Monday, October 12, 2009

Twenty dogs seized, 100+ left at Wash. home


By Anita Kissee

TOLEDO, Wash. - A local dog breeder is under suspicion for neglect. She had more than 150 dogs along with other animals all living in what the county called "appalling" conditions.

"I am not hoarding animals," said the woman under investigation. She said that she is a breeder, not a hoarder.

However, authorities said they found 20 of the dogs so sick that they were taken to the animal shelter. One of the dogs died.

But the other dogs all remain at the property in rural
Toledo. It's a town north of Longview in Lewis County, Wash. - just off Interstate 5.

Hahn moved to Lewis County from Oregon's Clackamas County after being investigated there because of similar allegations. She was never charged.

Now, in Lewis County, neighbors want to know why the county won't do anything about it. KATU's research turned up that the county may not be able to do anything about it at all.

In Lewis County there is no limit to the number of dogs you can have. Breeders - including Hahn - know that.

That's something neighbor Jerry Hirsch is fed up about. He said he is so mad that he put up a sign outside his home, "advertising" the person he believes is being cruel to animals across the street.

"There are times where there's upwards of 200 dogs there," Hirsch said. "You can't hear anything at night, the crickets the frogs nothing … and the smell when the weathers just right and the temperature...."

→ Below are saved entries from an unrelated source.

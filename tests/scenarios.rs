//! End-to-end batch processing scenarios

mod common;

use common::{Alert, User, encode_each, protocol};
use crudwire::{
    Action, BatchRequest, CallContext, Codec, JsonCodec, MessageType, Packet, Protocol,
    ProtocolConfig, ProtocolError, Registration,
};
use std::sync::Arc;
use std::sync::atomic::Ordering;

async fn process(protocol: &Protocol<JsonCodec>, packets: Vec<Packet>) -> crudwire::BatchResponse {
    let request = JsonCodec.encode(&BatchRequest { packets }).unwrap();
    let response = protocol.process_batch(&CallContext::new(), &request).await.unwrap();
    protocol.decode_response(&response).unwrap()
}

#[tokio::test]
async fn create_returns_server_assigned_record() {
    let (protocol, _, _) = protocol();
    let packet =
        Packet::new(Action::Create, 0, "r1").with_data(encode_each(&[User::named("Alice")]));

    let response = process(&protocol, vec![packet]).await;

    assert_eq!(response.results.len(), 1);
    let result = &response.results[0];
    assert_eq!(result.req_id, "r1");
    assert_eq!(result.message_type, MessageType::Success);
    assert_eq!(result.message, "OK");
    assert_eq!(result.data.len(), 1);

    let user: User = JsonCodec.decode(&result.data[0]).unwrap();
    assert_eq!(user, User { id: 123, name: "Alice".to_string() });
}

#[tokio::test]
async fn unknown_handler_fails_with_request_id() {
    let mut protocol = Protocol::with_codec(ProtocolConfig::default(), JsonCodec).unwrap();
    protocol.register([Registration::new(common::UserController).create().boxed()]).unwrap();

    let response = process(&protocol, vec![Packet::new(Action::Create, 99, "missing")]).await;

    let result = &response.results[0];
    assert_eq!(result.message_type, MessageType::Error);
    assert!(result.message.contains("no handler"), "{}", result.message);
    assert_eq!(result.req_id, "missing");
    assert_eq!(result.handler_id, 99);
}

#[tokio::test]
async fn validator_rejects_before_method_runs() {
    let (protocol, guarded, _) = protocol();

    let response = process(&protocol, vec![Packet::new(Action::Create, 1, "empty")]).await;

    let result = &response.results[0];
    assert!(result.is_error());
    assert!(result.message.contains("validation failed"), "{}", result.message);
    assert_eq!(guarded.calls.load(Ordering::SeqCst), 0);

    let error = protocol.call_handler(&CallContext::new(), 1, Action::Create, &[]).await.err();
    assert!(matches!(error, Some(ProtocolError::Validation { .. })));
    assert_eq!(guarded.calls.load(Ordering::SeqCst), 0);
}

#[tokio::test]
async fn broadcast_responses_reach_each_channel() {
    let (protocol, _, recorder) = protocol();
    let packet =
        Packet::new(Action::Create, 2, "alert").with_data(encode_each(&["server restarting"]));

    let response = process(&protocol, vec![packet]).await;

    let result = &response.results[0];
    assert_eq!(result.data.len(), 2);
    let alerts: Vec<Alert> = result.data.iter().map(|d| JsonCodec.decode(d).unwrap()).collect();
    assert_eq!(alerts[0].recipient, "u1");
    assert_eq!(alerts[1].recipient, "u2");

    let messages = recorder.messages();
    assert_eq!(messages.len(), 2);
    assert_eq!(messages[0].channel, "u1");
    assert_eq!(messages[1].channel, "u2");
    assert_eq!(&*messages[0].payload, result.data[0].as_slice());
    assert_eq!(&*messages[1].payload, result.data[1].as_slice());
    assert!(messages.iter().all(|m| m.handler_id == 2));
}

#[tokio::test]
async fn one_bad_packet_does_not_abort_the_batch() {
    let (protocol, _, _) = protocol();

    for bad_index in 0..5 {
        let packets: Vec<Packet> = (0..5)
            .map(|i| {
                let handler_id = if i == bad_index { 200 } else { 0 };
                Packet::new(Action::Create, handler_id, format!("r{i}"))
                    .with_data(encode_each(&[User::named("Eve")]))
            })
            .collect();

        let response = process(&protocol, packets).await;

        assert_eq!(response.results.len(), 5);
        let errors: Vec<_> = response.results.iter().filter(|r| r.is_error()).collect();
        assert_eq!(errors.len(), 1);
        assert_eq!(errors[0].req_id, format!("r{bad_index}"));
        assert!(
            response
                .results
                .iter()
                .filter(|r| !r.is_error())
                .all(|r| r.message_type == MessageType::Success)
        );
    }
}

#[tokio::test]
async fn cancellation_fails_each_packet_independently() {
    let (protocol, guarded, _) = protocol();
    let ctx = CallContext::new();
    ctx.cancel();

    let packets = vec![
        Packet::new(Action::Create, 0, "a").with_data(encode_each(&[User::named("A")])),
        Packet::new(Action::Create, 1, "b").with_data(encode_each(&[User::named("B")])),
    ];
    let request = JsonCodec.encode(&BatchRequest { packets }).unwrap();
    let response = protocol.process_batch(&ctx, &request).await.unwrap();
    let response = protocol.decode_response(&response).unwrap();

    assert_eq!(response.results.len(), 2);
    assert!(response.results.iter().all(|r| r.is_error() && r.message.contains("cancelled")));
    assert_eq!(guarded.calls.load(Ordering::SeqCst), 0);
}

#[tokio::test]
async fn unimplemented_action_is_reported() {
    let (protocol, _, _) = protocol();
    let response = process(&protocol, vec![Packet::new(Action::Delete, 0, "d1")]).await;
    assert_eq!(
        response.results[0].message,
        "action 'd' not implemented for handler user_controller"
    );
}

#[tokio::test]
async fn concurrent_batches_share_one_protocol() {
    let (protocol, _, _) = protocol();
    let protocol = Arc::new(protocol);

    let tasks: Vec<_> = (0..8)
        .map(|n| {
            let protocol = Arc::clone(&protocol);
            tokio::spawn(async move {
                let name = format!("user{n}");
                let packet = Packet::new(Action::Read, 0, name.clone())
                    .with_data(encode_each(&[User::named(&name)]));
                let response = process(&protocol, vec![packet]).await;
                let user: User = JsonCodec.decode(&response.results[0].data[0]).unwrap();
                assert_eq!(user.name, name);
            })
        })
        .collect();

    for task in tasks {
        task.await.unwrap();
    }
}

#[tokio::test]
async fn binary_codec_end_to_end() {
    let config = ProtocolConfig { codec: crudwire::CodecKind::Binary, ..Default::default() };
    let mut protocol = Protocol::new(config).unwrap();
    protocol.register([Registration::new(common::UserController).create().boxed()]).unwrap();

    let request = protocol
        .encode_packet(Action::Create, 0, "bin", &[User::named("Bo")])
        .unwrap();
    let reply = protocol.process_packet(&CallContext::new(), &request).await.unwrap();
    let packet = protocol.decode_packet(&reply).unwrap();
    let user: User = protocol.decode_data(&packet, 0).unwrap();

    assert_eq!(user.id, 123);
    assert!(JsonCodec.decode::<Packet>(&reply).is_err());
}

The breeder admits she keeps dogs: "About 100 is all we have here now," she said.

But the Lewis County sheriff said Theresa Hahn has had that many just inside her Toledo home, with dozens more chained up in the yard.

Authorities also told KATU they found feces all over the home. "There is not feces on my furniture, not all over home," Hahn said. "That is going overboard."

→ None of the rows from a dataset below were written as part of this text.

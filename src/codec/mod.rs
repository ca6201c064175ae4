//! Pluggable encode/decode contract.
//!
//! The same [`Codec`] encodes the batch envelopes and the user payloads they
//! carry. Two implementations ship with the crate:
//!
//! - [`JsonCodec`]: compact JSON via `serde_json` (the default)
//! - [`BinaryCodec`]: compact binary via `postcard`
//!
//! [`WireCodec`] picks one of them from [`CodecKind`] at runtime, which is what
//! [`ProtocolConfig`](crate::ProtocolConfig) selects.
//!
//! Decoding never panics through to the caller: every decode runs behind
//! [`guard_decode`], which turns a panic raised inside a `Deserialize` impl
//! into [`ProtocolError::Decode`].
//!
//! ```rust
//! use crudwire::{Codec, JsonCodec};
//! use serde::{Deserialize, Serialize};
//!
//! #[derive(Serialize, Deserialize, PartialEq, Debug)]
//! struct User { name: String }
//!
//! let codec = JsonCodec;
//! let bytes = codec.encode(&User { name: "Alice".into() }).unwrap();
//! let user: User = codec.decode(&bytes).unwrap();
//! assert_eq!(user.name, "Alice");
//! ```

mod binary;
mod json;

use serde::de::DeserializeOwned;
use serde::{Deserialize, Serialize};
use std::any::Any;
use std::panic::{AssertUnwindSafe, catch_unwind};

use crate::{ProtocolError, Result};

pub use binary::BinaryCodec;
pub use json::JsonCodec;

/// Encode/decode contract for envelopes and payloads.
///
/// Implementations must be safe to share between concurrent batch
/// invocations.
pub trait Codec: Send + Sync + 'static {
    /// Short name used in logs
    fn name(&self) -> &'static str;

    /// Encode any serializable value.
    fn encode<T: Serialize + ?Sized>(&self, value: &T) -> Result<Vec<u8>>;

    /// Decode bytes into a fresh value of type `T`.
    fn decode<T: DeserializeOwned>(&self, bytes: &[u8]) -> Result<T>;
}

/// A value that can be encoded by codec `C` without knowing its concrete type.
///
/// Blanket-implemented for every `Serialize + Send` type. Handler outputs are
/// erased to this trait so the dispatcher can hand back one result type for
/// every registered handler.
pub trait Payload<C: Codec>: Send {
    /// Encode this value with `codec`.
    fn encode_with(&self, codec: &C) -> Result<Vec<u8>>;
}

impl<C: Codec, T: Serialize + Send> Payload<C> for T {
    fn encode_with(&self, codec: &C) -> Result<Vec<u8>> {
        codec.encode(self)
    }
}

/// Type-erased handler output.
pub type ErasedPayload<C> = Box<dyn Payload<C>>;

/// Codec selection for configuration files.
#[derive(Debug, Clone, Copy, PartialEq, Eq, Default, Serialize, Deserialize)]
#[serde(rename_all = "lowercase")]
pub enum CodecKind {
    #[default]
    Json,
    Binary,
}

/// Codec chosen at runtime from a [`CodecKind`].
#[derive(Debug, Clone, Copy, PartialEq, Eq)]
pub enum WireCodec {
    Json(JsonCodec),
    Binary(BinaryCodec),
}

impl WireCodec {
    /// Build the codec named by `kind`.
    pub fn from_kind(kind: CodecKind) -> Self {
        match kind {
            CodecKind::Json => WireCodec::Json(JsonCodec),
            CodecKind::Binary => WireCodec::Binary(BinaryCodec),
        }
    }

    /// Which kind this codec is.
    pub fn kind(&self) -> CodecKind {
        match self {
            WireCodec::Json(_) => CodecKind::Json,
            WireCodec::Binary(_) => CodecKind::Binary,
        }
    }
}

impl Default for WireCodec {
    fn default() -> Self {
        WireCodec::from_kind(CodecKind::default())
    }
}

impl Codec for WireCodec {
    fn name(&self) -> &'static str {
        match self {
            WireCodec::Json(codec) => codec.name(),
            WireCodec::Binary(codec) => codec.name(),
        }
    }

    fn encode<T: Serialize + ?Sized>(&self, value: &T) -> Result<Vec<u8>> {
        match self {
            WireCodec::Json(codec) => codec.encode(value),
            WireCodec::Binary(codec) => codec.encode(value),
        }
    }

    fn decode<T: DeserializeOwned>(&self, bytes: &[u8]) -> Result<T> {
        match self {
            WireCodec::Json(codec) => codec.decode(bytes),
            WireCodec::Binary(codec) => codec.decode(bytes),
        }
    }
}

/// Run a decode closure, converting a panic into [`ProtocolError::Decode`].
pub fn guard_decode<T>(context: &str, decode: impl FnOnce() -> Result<T>) -> Result<T> {
    match catch_unwind(AssertUnwindSafe(decode)) {
        Ok(result) => result,
        Err(panic) => Err(ProtocolError::decode(
            context,
            format!("panic in decode: {}", panic_message(panic.as_ref())),
        )),
    }
}

fn panic_message(panic: &(dyn Any + Send)) -> &str {
    if let Some(message) = panic.downcast_ref::<&'static str>() {
        message
    } else if let Some(message) = panic.downcast_ref::<String>() {
        message.as_str()
    } else {
        "unknown panic"
    }
}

Hanh breeds Pomeranians and Labradors, and would not allow us inside to see the conditions.

"Not today," Hanh said when we asked to come inside. "It's just too much. I don't want to put them through that. It is seriously traumatizing to the dogs."

The Humane Society will be back to check things out in two weeks. Hahn can petition to get the dogs back and said she will be doing that for two of them. The other 17 could go up for adoption.

Lewis County is working to change its law. They also are counting on Washington's new puppy mill law that kicks in next year..."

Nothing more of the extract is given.